TASK OBJECTIVE: Please copy every line with the string "HostCallable" from the entries below.

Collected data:
//! Extra arguments captured for host callbacks.

// Internal dependencies
use crate::host::value::{HostValue, Keywords};
use crate::primitives::errors::{BindError, BindResult};

/// Extra positional and keyword arguments appended to every host callback call.
///
/// Validated once when the kernel is negotiated and never modified afterwards.
#[derive(Debug, Clone, Default)]
pub struct CallbackContext {
    extra_arguments: Vec<HostValue>,
    extra_keywords: Keywords,
}

impl CallbackContext {
    /// Capture the host's `extra_arguments` tuple and `extra_keywords` dict.
    pub fn from_host(extra_arguments: &HostValue, extra_keywords: &HostValue) -> BindResult<Self> {
        let HostValue::Tuple(arguments) = extra_arguments else {
            return Err(BindError::InvalidArgument(
                "extra_arguments must be a tuple".into(),
            ));
        };
        let HostValue::Dict(keywords) = extra_keywords else {
            return Err(BindError::InvalidArgument(
                "extra_keywords must be a dictionary".into(),
            ));
        };
        Ok(Self {
            extra_arguments: arguments.clone(),
            extra_keywords: keywords.clone(),
        })
    }

    /// Build a context directly from owned parts.
    pub fn new(extra_arguments: Vec<HostValue>, extra_keywords: Keywords) -> Self {
        Self {
            extra_arguments,
            extra_keywords,
        }
    }

    /// `leading` followed by the extra positional arguments.
    pub fn arguments_with(&self, leading: Vec<HostValue>) -> Vec<HostValue> {
        let mut args = leading;
        args.extend(self.extra_arguments.iter().cloned());
        args
    }

    /// Extra positional arguments.
    pub fn extra_arguments(&self) -> &[HostValue] {
        &self.extra_arguments
    }

    /// Extra keyword arguments.
    pub fn keywords(&self) -> &Keywords {
        &self.extra_keywords
    }
}
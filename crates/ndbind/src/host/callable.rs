//! Host callables.
//!
//! A host callable receives positional and keyword arguments and either
//! returns a value or raises a [`HostError`]. Any closure with the matching
//! signature is a host callable.

// Internal dependencies
use crate::host::value::{HostValue, Keywords};
use crate::primitives::errors::HostError;

/// A callable host object.
pub trait HostCallable {
    /// Invoke with positional arguments `args` and keyword arguments `kwargs`.
    fn call(&self, args: &[HostValue], kwargs: &Keywords) -> Result<HostValue, HostError>;
}

impl<F> HostCallable for F
where
    F: Fn(&[HostValue], &Keywords) -> Result<HostValue, HostError>,
{
    #[inline]
    fn call(&self, args: &[HostValue], kwargs: &Keywords) -> Result<HostValue, HostError> {
        self(args, kwargs)
    }
}
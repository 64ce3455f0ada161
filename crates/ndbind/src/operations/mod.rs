//! Boundary operations of [`Bridge`](crate::api::Bridge), grouped by kind.
//!
//! Each submodule adds methods to the bridge. A method adapts its array
//! arguments through a request frame, materializes integer sequences,
//! negotiates its kernel if it has one, checks scalar arguments, runs the
//! engine, and commits or discards the frame.

mod distance;
mod filters;
mod fourier;
mod interpolation;
mod measurements;
mod morphology;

PROBLEM SOLUTION:
pub trait HostCallable {
impl<F> HostCallable for F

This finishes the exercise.